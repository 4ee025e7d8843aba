//! Daemon configuration.
//!
//! Read from `/etc/hilogd.conf` plus drop-ins in `/etc/hilogd.conf.d/*.conf`
//! (sorted, later files override earlier ones).  Only the `[Daemon]`
//! section is interpreted; unknown keys are ignored.
//!
//! ```ini
//! [Daemon]
//! BufferSize=256K
//! KmsgBufferSize=128K
//! InputSocket=/dev/unix/socket/hilogInput
//! ControlSocket=/dev/unix/socket/hilogControl
//! PersistMetaDir=/data/log/hilog
//! Kmsg=yes
//! ```

use crate::buffer::DEFAULT_BUFFER_SIZE;
use crate::flow_control::{DEFAULT_DOMAIN_QUOTA_FILE, DEFAULT_PROCESS_QUOTA_FILE};
use std::fs;
use std::path::{Path, PathBuf};

pub const DEFAULT_CONFIG_PATH: &str = "/etc/hilogd.conf";
pub const INPUT_SOCKET_NAME: &str = "hilogInput";
pub const CONTROL_SOCKET_NAME: &str = "hilogControl";
const DEFAULT_SOCKET_DIR: &str = "/dev/unix/socket";

#[derive(Debug, Clone, PartialEq, Eq)]
pub struct DaemonConfig {
    /// Capacity for each non-kernel log type.
    pub buffer_size: u64,
    /// Capacity for kernel messages.
    pub kmsg_buffer_size: u64,
    pub input_socket: PathBuf,
    pub control_socket: PathBuf,
    /// Where persist jobs keep their staging and recovery files.
    pub persist_meta_dir: PathBuf,
    pub process_quota_file: PathBuf,
    pub domain_quota_file: PathBuf,
    /// `key=value` defaults loaded into the property store.
    pub parameter_file: PathBuf,
    pub kmsg: bool,
    pub kmsg_path: PathBuf,
}

impl Default for DaemonConfig {
    fn default() -> Self {
        DaemonConfig {
            buffer_size: DEFAULT_BUFFER_SIZE as u64,
            kmsg_buffer_size: DEFAULT_BUFFER_SIZE as u64,
            input_socket: Path::new(DEFAULT_SOCKET_DIR).join(INPUT_SOCKET_NAME),
            control_socket: Path::new(DEFAULT_SOCKET_DIR).join(CONTROL_SOCKET_NAME),
            persist_meta_dir: PathBuf::from("/data/log/hilog"),
            process_quota_file: PathBuf::from(DEFAULT_PROCESS_QUOTA_FILE),
            domain_quota_file: PathBuf::from(DEFAULT_DOMAIN_QUOTA_FILE),
            parameter_file: PathBuf::from("/etc/hilog.para"),
            kmsg: true,
            kmsg_path: PathBuf::from("/dev/kmsg"),
        }
    }
}

impl DaemonConfig {
    /// Load `path` and its `.d` drop-in directory on top of the defaults.
    /// Unreadable files are skipped.
    pub fn load(path: &Path) -> Self {
        let mut config = DaemonConfig::default();

        match fs::read_to_string(path) {
            Ok(contents) => config.parse_config(&contents),
            Err(e) => log::debug!("No config at {}: {}", path.display(), e),
        }

        let mut dropin_dir = path.as_os_str().to_owned();
        dropin_dir.push(".d");
        if let Ok(entries) = fs::read_dir(PathBuf::from(dropin_dir)) {
            let mut files: Vec<PathBuf> = entries
                .filter_map(|e| e.ok())
                .map(|e| e.path())
                .filter(|p| p.extension().is_some_and(|ext| ext == "conf"))
                .collect();
            files.sort();
            for path in files {
                if let Ok(contents) = fs::read_to_string(&path) {
                    config.parse_config(&contents);
                }
            }
        }

        config
    }

    pub fn parse_config(&mut self, contents: &str) {
        let mut in_daemon_section = false;

        for line in contents.lines() {
            let line = line.trim();
            if line.is_empty() || line.starts_with('#') || line.starts_with(';') {
                continue;
            }
            if line.starts_with('[') {
                in_daemon_section = line == "[Daemon]";
                continue;
            }
            if !in_daemon_section {
                continue;
            }

            let Some((key, value)) = line.split_once('=') else {
                continue;
            };
            let value = value.trim();
            match key.trim() {
                "BufferSize" => {
                    if let Some(bytes) = parse_size(value) {
                        self.buffer_size = bytes;
                    }
                }
                "KmsgBufferSize" => {
                    if let Some(bytes) = parse_size(value) {
                        self.kmsg_buffer_size = bytes;
                    }
                }
                "InputSocket" => self.input_socket = PathBuf::from(value),
                "ControlSocket" => self.control_socket = PathBuf::from(value),
                "PersistMetaDir" => self.persist_meta_dir = PathBuf::from(value),
                "ProcessQuotaFile" => self.process_quota_file = PathBuf::from(value),
                "DomainQuotaFile" => self.domain_quota_file = PathBuf::from(value),
                "ParameterFile" => self.parameter_file = PathBuf::from(value),
                "Kmsg" => self.kmsg = parse_bool(value),
                "KmsgPath" => self.kmsg_path = PathBuf::from(value),
                other => log::debug!("Ignoring unknown config key {}", other),
            }
        }
    }

    /// Place both sockets inside `dir`.
    pub fn with_socket_dir(mut self, dir: &Path) -> Self {
        self.input_socket = dir.join(INPUT_SOCKET_NAME);
        self.control_socket = dir.join(CONTROL_SOCKET_NAME);
        self
    }
}

pub fn parse_bool(s: &str) -> bool {
    matches!(s.to_lowercase().as_str(), "yes" | "true" | "1" | "on" | "y")
}

/// Parse a byte count with an optional binary (`K`, `MiB`) or decimal
/// (`KB`, `MB`) suffix.
pub fn parse_size(s: &str) -> Option<u64> {
    let s = s.trim();
    if s.is_empty() {
        return None;
    }

    let suffixes: &[(&str, u64)] = &[
        ("GiB", 1024 * 1024 * 1024),
        ("MiB", 1024 * 1024),
        ("KiB", 1024),
        ("GB", 1_000_000_000),
        ("MB", 1_000_000),
        ("KB", 1_000),
        ("G", 1024 * 1024 * 1024),
        ("M", 1024 * 1024),
        ("K", 1024),
        ("B", 1),
    ];

    for &(suffix, multiplier) in suffixes {
        if let Some(num_str) = s.strip_suffix(suffix) {
            if let Ok(n) = num_str.trim().parse::<u64>() {
                return n.checked_mul(multiplier);
            }
        }
    }

    s.parse::<u64>().ok()
}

--

# Problem statement
Each line of the listing should be retyped exactly, with nothing left out.

# Answer for this exercise
repository 4ee025e7d8843aba
//! Daemon configuration.
//!
//! Read from `/etc/hilogd.conf` plus drop-ins in `/etc/hilogd.conf.d/*.conf`
//! (sorted, later files override earlier ones).  Only the `[Daemon]`
//! section is interpreted; unknown keys are ignored.
//!
//! ```ini
//! [Daemon]
//! BufferSize=256K
//! KmsgBufferSize=128K
//! InputSocket=/dev/unix/socket/hilogInput
//! ControlSocket=/dev/unix/socket/hilogControl
//! PersistMetaDir=/data/log/hilog
//! Kmsg=yes
//! ```

use crate::buffer::DEFAULT_BUFFER_SIZE;
use crate::flow_control::{DEFAULT_DOMAIN_QUOTA_FILE, DEFAULT_PROCESS_QUOTA_FILE};
use std::fs;
use std::path::{Path, PathBuf};

pub const DEFAULT_CONFIG_PATH: &str = "/etc/hilogd.conf";
pub const INPUT_SOCKET_NAME: &str = "hilogInput";
pub const CONTROL_SOCKET_NAME: &str = "hilogControl";
const DEFAULT_SOCKET_DIR: &str = "/dev/unix/socket";

#[derive(Debug, Clone, PartialEq, Eq)]
pub struct DaemonConfig {
    /// Capacity for each non-kernel log type.
    pub buffer_size: u64,
    /// Capacity for kernel messages.
    pub kmsg_buffer_size: u64,
    pub input_socket: PathBuf,
    pub control_socket: PathBuf,
    /// Where persist jobs keep their staging and recovery files.
    pub persist_meta_dir: PathBuf,
    pub process_quota_file: PathBuf,
    pub domain_quota_file: PathBuf,
    /// `key=value` defaults loaded into the property store.
    pub parameter_file: PathBuf,
    pub kmsg: bool,
    pub kmsg_path: PathBuf,
}

impl Default for DaemonConfig {
    fn default() -> Self {
        DaemonConfig {
            buffer_size: DEFAULT_BUFFER_SIZE as u64,
            kmsg_buffer_size: DEFAULT_BUFFER_SIZE as u64,
            input_socket: Path::new(DEFAULT_SOCKET_DIR).join(INPUT_SOCKET_NAME),
            control_socket: Path::new(DEFAULT_SOCKET_DIR).join(CONTROL_SOCKET_NAME),
            persist_meta_dir: PathBuf::from("/data/log/hilog"),
            process_quota_file: PathBuf::from(DEFAULT_PROCESS_QUOTA_FILE),
            domain_quota_file: PathBuf::from(DEFAULT_DOMAIN_QUOTA_FILE),
            parameter_file: PathBuf::from("/etc/hilog.para"),
            kmsg: true,
            kmsg_path: PathBuf::from("/dev/kmsg"),
        }
    }
}

impl DaemonConfig {
    /// Load `path` and its `.d` drop-in directory on top of the defaults.
    /// Unreadable files are skipped.
    pub fn load(path: &Path) -> Self {
        let mut config = DaemonConfig::default();

        match fs::read_to_string(path) {
            Ok(contents) => config.parse_config(&contents),
            Err(e) => log::debug!("No config at {}: {}", path.display(), e),
        }

        let mut dropin_dir = path.as_os_str().to_owned();
        dropin_dir.push(".d");
        if let Ok(entries) = fs::read_dir(PathBuf::from(dropin_dir)) {
            let mut files: Vec<PathBuf> = entries
                .filter_map(|e| e.ok())
                .map(|e| e.path())
                .filter(|p| p.extension().is_some_and(|ext| ext == "conf"))
                .collect();
            files.sort();
            for path in files {
                if let Ok(contents) = fs::read_to_string(&path) {
                    config.parse_config(&contents);
                }
            }
        }

        config
    }

    pub fn parse_config(&mut self, contents: &str) {
        let mut in_daemon_section = false;

        for line in contents.lines() {
            let line = line.trim();
            if line.is_empty() || line.starts_with('#') || line.starts_with(';') {
                continue;
            }
            if line.starts_with('[') {
                in_daemon_section = line == "[Daemon]";
                continue;
            }
            if !in_daemon_section {
                continue;
            }

            let Some((key, value)) = line.split_once('=') else {
                continue;
            };
            let value = value.trim();
            match key.trim() {
                "BufferSize" => {
                    if let Some(bytes) = parse_size(value) {
                        self.buffer_size = bytes;
                    }
                }
                "KmsgBufferSize" => {
                    if let Some(bytes) = parse_size(value) {
                        self.kmsg_buffer_size = bytes;
                    }
                }
                "InputSocket" => self.input_socket = PathBuf::from(value),
                "ControlSocket" => self.control_socket = PathBuf::from(value),
                "PersistMetaDir" => self.persist_meta_dir = PathBuf::from(value),
                "ProcessQuotaFile" => self.process_quota_file = PathBuf::from(value),
                "DomainQuotaFile" => self.domain_quota_file = PathBuf::from(value),
                "ParameterFile" => self.parameter_file = PathBuf::from(value),
                "Kmsg" => self.kmsg = parse_bool(value),
                "KmsgPath" => self.kmsg_path = PathBuf::from(value),
                other => log::debug!("Ignoring unknown config key {}", other),
            }
        }
    }

    /// Place both sockets inside `dir`.
    pub fn with_socket_dir(mut self, dir: &Path) -> Self {
        self.input_socket = dir.join(INPUT_SOCKET_NAME);
        self.control_socket = dir.join(CONTROL_SOCKET_NAME);
        self
    }
}

pub fn parse_bool(s: &str) -> bool {
    matches!(s.to_lowercase().as_str(), "yes" | "true" | "1" | "on" | "y")
}

/// Parse a byte count with an optional binary (`K`, `MiB`) or decimal
/// (`KB`, `MB`) suffix.
pub fn parse_size(s: &str) -> Option<u64> {
    let s = s.trim();
    if s.is_empty() {
        return None;
    }

    let suffixes: &[(&str, u64)] = &[
        ("GiB", 1024 * 1024 * 1024),
        ("MiB", 1024 * 1024),
        ("KiB", 1024),
        ("GB", 1_000_000_000),
        ("MB", 1_000_000),
        ("KB", 1_000),
        ("G", 1024 * 1024 * 1024),
        ("M", 1024 * 1024),
        ("K", 1024),
        ("B", 1),
    ];

    for &(suffix, multiplier) in suffixes {
        if let Some(num_str) = s.strip_suffix(suffix) {
            if let Ok(n) = num_str.trim().parse::<u64>() {
                return n.checked_mul(multiplier);
            }
        }
    }

    s.parse::<u64>().ok()
}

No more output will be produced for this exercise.